Carter Center calls for cease-fire, return of hostages as fighting intensifies in Gaza

A Palestinian woman surveys a destroyed home following an Israeli air strike in Rafah in southern Gaza on Monday. Photo by Ismael Mohamad/UPI
1 of 4 | A Palestinian woman surveys a destroyed home following an Israeli air strike in Rafah in southern Gaza on Monday. Photo by Ismael Mohamad/UPI | License Photo

Oct. 31 (UPI) -- The Carter Center is calling for a cease-fire and the safe return of hostages as Israeli forces enter Gaza, intensifying the conflict in the region.

The human-rights organization, a non-governmental entity founded by former U.S. President Jimmy Carter and dedicated to enhancing the quality of life through conflict resolution, acknowledged Israel's right to self-defense but emphasized the importance of adhering to international law.


In a statement, the organization quoted Carter's 2002 Nobel Peace Prize speech, in which he stressed the need to avoid harming innocent civilians.

"We will not learn to live together in peace by killing each other's children," Carter said.

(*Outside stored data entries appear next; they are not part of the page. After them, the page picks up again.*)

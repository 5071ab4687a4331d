//! Authorization endpoint handlers.
//!
//! ```text
//! GET /authorize
//!   ├─► no session      → 303 login page (return_to = original request)
//!   ├─► consent needed  → 303 consent page
//!   └─► otherwise       → 303 redirect_uri?code=..&state=..
//!
//! POST /authorize (consent approved)
//!   └─► 303 redirect_uri?code=..&state=..
//! ```

use std::sync::Arc;

use axum::Form;
use axum::extract::rejection::{FormRejection, QueryRejection};
use axum::extract::{Query, State};
use axum::response::{IntoResponse, Redirect, Response};
use axum_extra::extract::CookieJar;

use super::{error_response, malformed_request};
use crate::oauth::authorize::AuthenticationRequest;
use crate::oauth::service::AuthorizeOutcome;
use crate::provider::OidcProvider;

/// `GET /authorize`.
pub async fn authorize_handler(
    State(provider): State<Arc<OidcProvider>>,
    query: Result<Query<AuthenticationRequest>, QueryRejection>,
    jar: CookieJar,
) -> Response {
    let request = match query {
        Ok(Query(request)) => request,
        Err(rejection) => return error_response(&malformed_request(rejection), None),
    };

    let session_id = provider.session_cookie().session_id(&jar);
    let service = provider.authorization();

    let outcome = service.authorize(&request, session_id.as_deref()).await;
    let redirect_url = match outcome {
        Ok(AuthorizeOutcome::Login { redirect_url })
        | Ok(AuthorizeOutcome::Redirect { redirect_url }) => redirect_url,
        Ok(AuthorizeOutcome::Consent { request, user_id }) => {
            tracing::debug!(
                client_id = %request.client_id,
                user_id = %user_id,
                "Consent required"
            );
            match service.consent_redirect_url(&request) {
                Ok(url) => url,
                Err(e) => return error_response(&e, request.state.as_deref()),
            }
        }
        Err(e) => return error_response(&e, request.state.as_deref()),
    };

    Redirect::to(&redirect_url).into_response()
}

/// `POST /authorize`: the user approved the consent page.
///
/// The form carries the original authentication request parameters.
pub async fn approve_handler(
    State(provider): State<Arc<OidcProvider>>,
    jar: CookieJar,
    form: Result<Form<AuthenticationRequest>, FormRejection>,
) -> Response {
    let request = match form {
        Ok(Form(request)) => request,
        Err(rejection) => return error_response(&malformed_request(rejection), None),
    };

    let session_id = provider.session_cookie().session_id(&jar);

    match provider
        .authorization()
        .approve(&request, session_id.as_deref())
        .await
    {
        Ok(redirect_url) => Redirect::to(&redirect_url).into_response(),
        Err(e) => error_response(&e, request.state.as_deref()),
    }
}

#[cfg(test)]
mod tests {
    use axum::extract::FromRequest;
    use axum::http::{StatusCode, Uri};
    use axum_extra::extract::cookie::Cookie;

    use super::*;
    use crate::http::test_support::{REDIRECT_URI, json_body, location, post, provider};

    fn request() -> AuthenticationRequest {
        AuthenticationRequest {
            client_id: "c1".to_string(),
            scope: "openid".to_string(),
            response_type: "code".to_string(),
            redirect_uri: REDIRECT_URI.to_string(),
            state: Some("xyz".to_string()),
            ..Default::default()
        }
    }

    #[tokio::test]
    async fn test_authorize_without_session_redirects_to_login() {
        let provider = provider();
        let response =
            authorize_handler(State(provider), Ok(Query(request())), CookieJar::new()).await;

        assert_eq!(response.status(), StatusCode::SEE_OTHER);
        assert!(location(&response).starts_with("/login?return_to="));
    }

    #[tokio::test]
    async fn test_authorize_with_session_issues_code() {
        let provider = provider();
        let session = provider.sessions().create("u1");
        let jar = CookieJar::new().add(Cookie::new("sid", session.session_id.to_string()));

        let response =
            authorize_handler(State(provider.clone()), Ok(Query(request())), jar).await;

        assert_eq!(response.status(), StatusCode::SEE_OTHER);
        let location = location(&response);
        assert!(location.starts_with(REDIRECT_URI));
        assert!(location.contains("code="));
        assert!(location.ends_with("state=xyz"));
        assert_eq!(provider.codes().len(), 1);
    }

    #[tokio::test]
    async fn test_authorize_consent_redirect() {
        let provider = provider();
        let session = provider.sessions().create("u1");
        let jar = CookieJar::new().add(Cookie::new("sid", session.session_id.to_string()));

        let mut req = request();
        req.prompt = Some("consent".to_string());
        let response = authorize_handler(State(provider.clone()), Ok(Query(req)), jar).await;

        assert_eq!(response.status(), StatusCode::SEE_OTHER);
        assert!(location(&response).starts_with("/consent?return_to="));
        assert!(provider.codes().is_empty());
    }

    #[tokio::test]
    async fn test_prompt_none_without_session() {
        let mut req = request();
        req.prompt = Some("none".to_string());

        let response =
            authorize_handler(State(provider()), Ok(Query(req)), CookieJar::new()).await;

        assert_eq!(response.status(), StatusCode::BAD_REQUEST);
        let body = json_body(response).await;
        assert_eq!(body["error"], "login_required");
        assert_eq!(body["state"], "xyz");
    }

    #[tokio::test]
    async fn test_unregistered_redirect_uri() {
        let mut req = request();
        req.redirect_uri = "https://evil.example.com/cb".to_string();

        let response =
            authorize_handler(State(provider()), Ok(Query(req)), CookieJar::new()).await;

        assert_eq!(response.status(), StatusCode::BAD_REQUEST);
        assert!(response.headers().get("location").is_none());
        let body = json_body(response).await;
        assert_eq!(body["error"], "access_denied");
    }

    #[tokio::test]
    async fn test_approve_issues_code() {
        let provider = provider();
        let session = provider.sessions().create("u1");
        let jar = CookieJar::new().add(Cookie::new("sid", session.session_id.to_string()));

        let response = approve_handler(State(provider.clone()), jar, Ok(Form(request()))).await;

        assert_eq!(response.status(), StatusCode::SEE_OTHER);
        assert!(location(&response).contains("code="));
        assert_eq!(provider.codes().len(), 1);
    }

    #[tokio::test]
    async fn test_approve_without_session() {
        let response =
            approve_handler(State(provider()), CookieJar::new(), Ok(Form(request()))).await;

        assert_eq!(response.status(), StatusCode::BAD_REQUEST);
        let body = json_body(response).await;
        assert_eq!(body["error"], "login_required");
    }

    #[tokio::test]
    async fn test_malformed_query_is_invalid_request() {
        let uri: Uri = "/authorize?client_id=c1&client_id=c2&response_type=code"
            .parse()
            .unwrap();
        let query = Query::<AuthenticationRequest>::try_from_uri(&uri);
        assert!(query.is_err());

        let response = authorize_handler(State(provider()), query, CookieJar::new()).await;

        assert_eq!(response.status(), StatusCode::BAD_REQUEST);
        assert!(response.headers().get("location").is_none());
        let body = json_body(response).await;
        assert_eq!(body["error"], "invalid_request");
    }

    #[tokio::test]
    async fn test_approve_with_non_form_body() {
        let provider = provider();
        let session = provider.sessions().create("u1");
        let jar = CookieJar::new().add(Cookie::new("sid", session.session_id.to_string()));

        let request = post("application/json", r#"{"client_id":"c1"}"#);
        let form = Form::<AuthenticationRequest>::from_request(request, &()).await;
        assert!(form.is_err());

        let response = approve_handler(State(provider.clone()), jar, form).await;

        assert_eq!(response.status(), StatusCode::BAD_REQUEST);
        let body = json_body(response).await;
        assert_eq!(body["error"], "invalid_request");
        assert!(provider.codes().is_empty());
    }
}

The statement from the center also highlights the suffering of innocent people in Gaza because of the ongoing conflict and calls for both sides to stop the violence to enable the delivery of essential services to save lives.

"We urge all parties to agree to a cease-fire," said The Carter Center. "We ask for the opening of humanitarian corridors into Gaza and the reinstatement of essential services to the area. We urge the immediate, safe return of all hostages, and we call on both sides to abide by international law."


It also expressed strong disapproval of the increasing prevalence of antisemitism, Islamophobia, and anti-Palestinian sentiments worldwide, asserting that these attitudes are disseminating fear through hateful rhetoric and actions.

During a recent briefing at the Israeli Defense Forces' headquarters in Tel Aviv, Israeli Prime Minister Benjamin Netanyahu declined international calls for a humanitarian cease-fire in Israel's ground invasion of Gaza.

He said his decision was based on concerns regarding the threat posed by the Hamas militant group. Netanyahu characterized the conflict as a battle against what he referred to as the "enemies of civilization itself" and indicated that any cease-fire with Hamas would be seen as a surrender.

As for the casualty figures, the Palestinian Ministry of Health reported that 8,525 people have been killed since Israel initiated its military campaign against Hamas in Gaza after a surprise attack by the militant group on Oct. 7 that resulted in the deaths of 1,400 Israelis.

The ministry also stated that 216 people were killed from Monday to Tuesday, with many of the casualties located in areas south of the Gaza Strip that Israel had designated as "safe zones." Additionally, 21,543 individuals were reported injured, and the health ministry had received reports of 2,000 missing people.